→ **Dataset entries**:
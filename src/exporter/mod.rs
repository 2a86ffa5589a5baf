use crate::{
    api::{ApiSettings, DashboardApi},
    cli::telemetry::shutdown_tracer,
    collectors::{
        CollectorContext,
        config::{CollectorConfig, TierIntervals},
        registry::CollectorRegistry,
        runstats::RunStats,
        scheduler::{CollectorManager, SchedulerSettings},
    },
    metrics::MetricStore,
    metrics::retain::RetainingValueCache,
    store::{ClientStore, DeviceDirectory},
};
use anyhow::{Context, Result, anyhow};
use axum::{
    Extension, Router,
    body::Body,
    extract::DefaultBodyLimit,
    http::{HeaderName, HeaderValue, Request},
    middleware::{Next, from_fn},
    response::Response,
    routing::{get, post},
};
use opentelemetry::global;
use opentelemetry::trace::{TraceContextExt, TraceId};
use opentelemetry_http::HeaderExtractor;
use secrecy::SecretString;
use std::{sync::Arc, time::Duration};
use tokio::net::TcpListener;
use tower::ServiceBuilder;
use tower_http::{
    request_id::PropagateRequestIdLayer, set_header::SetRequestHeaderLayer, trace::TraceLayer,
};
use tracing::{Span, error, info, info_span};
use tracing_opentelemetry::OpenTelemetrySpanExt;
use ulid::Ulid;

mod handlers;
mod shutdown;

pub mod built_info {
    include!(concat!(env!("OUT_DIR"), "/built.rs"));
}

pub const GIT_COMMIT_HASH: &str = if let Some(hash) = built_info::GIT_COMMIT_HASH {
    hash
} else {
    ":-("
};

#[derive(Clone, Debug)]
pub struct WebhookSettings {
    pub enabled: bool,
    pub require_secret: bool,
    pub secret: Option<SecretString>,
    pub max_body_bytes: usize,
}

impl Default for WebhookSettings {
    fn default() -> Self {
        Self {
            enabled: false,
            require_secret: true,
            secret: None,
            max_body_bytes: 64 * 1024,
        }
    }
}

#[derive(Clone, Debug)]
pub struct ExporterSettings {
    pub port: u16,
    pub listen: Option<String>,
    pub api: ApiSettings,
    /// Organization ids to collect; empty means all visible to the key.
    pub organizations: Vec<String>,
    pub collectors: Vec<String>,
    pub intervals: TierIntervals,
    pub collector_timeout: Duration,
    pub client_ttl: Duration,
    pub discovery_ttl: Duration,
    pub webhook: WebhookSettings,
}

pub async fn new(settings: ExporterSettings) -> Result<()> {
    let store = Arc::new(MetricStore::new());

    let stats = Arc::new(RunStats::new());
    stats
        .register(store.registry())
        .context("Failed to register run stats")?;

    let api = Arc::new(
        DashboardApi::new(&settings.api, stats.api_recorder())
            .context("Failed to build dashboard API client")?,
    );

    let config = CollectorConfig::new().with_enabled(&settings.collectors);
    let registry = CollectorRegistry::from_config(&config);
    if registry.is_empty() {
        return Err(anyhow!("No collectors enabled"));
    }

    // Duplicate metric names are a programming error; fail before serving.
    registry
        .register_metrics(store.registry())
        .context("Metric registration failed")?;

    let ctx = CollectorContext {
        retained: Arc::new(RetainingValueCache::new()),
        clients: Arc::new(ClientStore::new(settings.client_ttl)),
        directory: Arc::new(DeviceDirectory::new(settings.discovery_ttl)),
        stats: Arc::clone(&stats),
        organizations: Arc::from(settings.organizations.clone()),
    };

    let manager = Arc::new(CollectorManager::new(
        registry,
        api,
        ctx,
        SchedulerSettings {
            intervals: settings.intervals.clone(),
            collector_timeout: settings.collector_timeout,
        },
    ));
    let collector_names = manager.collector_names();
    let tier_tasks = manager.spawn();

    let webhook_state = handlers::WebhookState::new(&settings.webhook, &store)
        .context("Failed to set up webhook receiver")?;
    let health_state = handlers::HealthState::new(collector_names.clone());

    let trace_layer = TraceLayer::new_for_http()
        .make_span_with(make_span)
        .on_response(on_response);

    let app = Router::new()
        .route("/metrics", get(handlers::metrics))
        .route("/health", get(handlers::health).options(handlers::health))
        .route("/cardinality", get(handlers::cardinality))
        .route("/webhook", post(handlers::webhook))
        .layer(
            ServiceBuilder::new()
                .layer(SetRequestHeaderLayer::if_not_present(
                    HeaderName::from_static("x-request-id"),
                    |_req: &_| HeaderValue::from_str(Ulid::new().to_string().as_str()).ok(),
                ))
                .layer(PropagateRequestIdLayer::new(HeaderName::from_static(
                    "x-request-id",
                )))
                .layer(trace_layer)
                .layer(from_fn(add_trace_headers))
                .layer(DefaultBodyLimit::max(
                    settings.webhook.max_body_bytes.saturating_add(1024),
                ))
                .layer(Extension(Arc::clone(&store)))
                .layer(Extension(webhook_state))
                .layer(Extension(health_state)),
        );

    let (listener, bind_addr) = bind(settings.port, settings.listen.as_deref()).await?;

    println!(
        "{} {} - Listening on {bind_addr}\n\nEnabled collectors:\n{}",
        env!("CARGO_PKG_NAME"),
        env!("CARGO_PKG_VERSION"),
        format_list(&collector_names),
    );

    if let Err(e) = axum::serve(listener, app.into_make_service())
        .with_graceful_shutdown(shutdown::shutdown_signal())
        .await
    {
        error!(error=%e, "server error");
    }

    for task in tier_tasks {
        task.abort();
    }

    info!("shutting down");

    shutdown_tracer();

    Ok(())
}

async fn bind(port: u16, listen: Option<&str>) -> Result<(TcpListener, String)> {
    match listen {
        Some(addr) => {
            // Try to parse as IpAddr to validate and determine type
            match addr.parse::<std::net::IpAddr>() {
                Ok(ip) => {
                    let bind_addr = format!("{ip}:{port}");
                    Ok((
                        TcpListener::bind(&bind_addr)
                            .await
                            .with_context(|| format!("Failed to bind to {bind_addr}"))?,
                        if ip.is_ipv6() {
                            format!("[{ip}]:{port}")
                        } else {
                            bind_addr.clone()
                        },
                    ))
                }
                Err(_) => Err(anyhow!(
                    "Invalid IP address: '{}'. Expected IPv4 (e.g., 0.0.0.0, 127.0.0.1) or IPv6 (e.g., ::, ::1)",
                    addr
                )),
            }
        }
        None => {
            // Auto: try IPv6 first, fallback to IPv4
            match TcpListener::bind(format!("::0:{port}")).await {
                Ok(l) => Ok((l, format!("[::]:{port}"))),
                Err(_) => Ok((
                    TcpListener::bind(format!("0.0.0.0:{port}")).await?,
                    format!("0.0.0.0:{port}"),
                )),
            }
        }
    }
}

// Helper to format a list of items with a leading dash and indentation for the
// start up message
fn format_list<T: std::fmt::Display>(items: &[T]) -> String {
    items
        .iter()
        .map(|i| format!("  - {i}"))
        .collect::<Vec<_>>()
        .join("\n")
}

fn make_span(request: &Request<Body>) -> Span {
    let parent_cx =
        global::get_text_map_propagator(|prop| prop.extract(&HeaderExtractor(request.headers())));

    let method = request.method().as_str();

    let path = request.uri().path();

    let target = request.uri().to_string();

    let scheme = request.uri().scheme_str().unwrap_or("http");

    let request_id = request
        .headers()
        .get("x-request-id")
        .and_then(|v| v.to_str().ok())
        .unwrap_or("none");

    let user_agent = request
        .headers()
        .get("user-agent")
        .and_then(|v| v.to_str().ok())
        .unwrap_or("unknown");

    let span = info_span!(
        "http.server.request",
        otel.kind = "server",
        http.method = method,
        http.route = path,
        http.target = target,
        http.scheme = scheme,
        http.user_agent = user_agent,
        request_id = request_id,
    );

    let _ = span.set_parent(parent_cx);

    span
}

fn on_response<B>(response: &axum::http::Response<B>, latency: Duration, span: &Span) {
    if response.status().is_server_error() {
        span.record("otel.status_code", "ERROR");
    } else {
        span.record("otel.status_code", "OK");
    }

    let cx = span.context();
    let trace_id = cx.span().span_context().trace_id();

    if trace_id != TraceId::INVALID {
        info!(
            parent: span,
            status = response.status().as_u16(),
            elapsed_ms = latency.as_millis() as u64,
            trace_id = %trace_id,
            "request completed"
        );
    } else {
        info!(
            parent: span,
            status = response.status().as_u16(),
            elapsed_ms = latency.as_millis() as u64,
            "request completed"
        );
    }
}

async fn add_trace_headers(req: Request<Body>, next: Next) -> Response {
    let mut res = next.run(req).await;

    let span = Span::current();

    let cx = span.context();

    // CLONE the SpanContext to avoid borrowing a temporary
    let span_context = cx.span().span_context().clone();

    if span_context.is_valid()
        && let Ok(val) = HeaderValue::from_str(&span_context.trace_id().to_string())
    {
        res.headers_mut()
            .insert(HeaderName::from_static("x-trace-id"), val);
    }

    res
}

→ **Problem details**: Set down nothing but the lines from the one containing "res.headers_mut()" through the end of the entries above, exactly as written, both ends counted.

→ **Problem solution**:
        res.headers_mut()
            .insert(HeaderName::from_static("x-trace-id"), val);
    }

    res
}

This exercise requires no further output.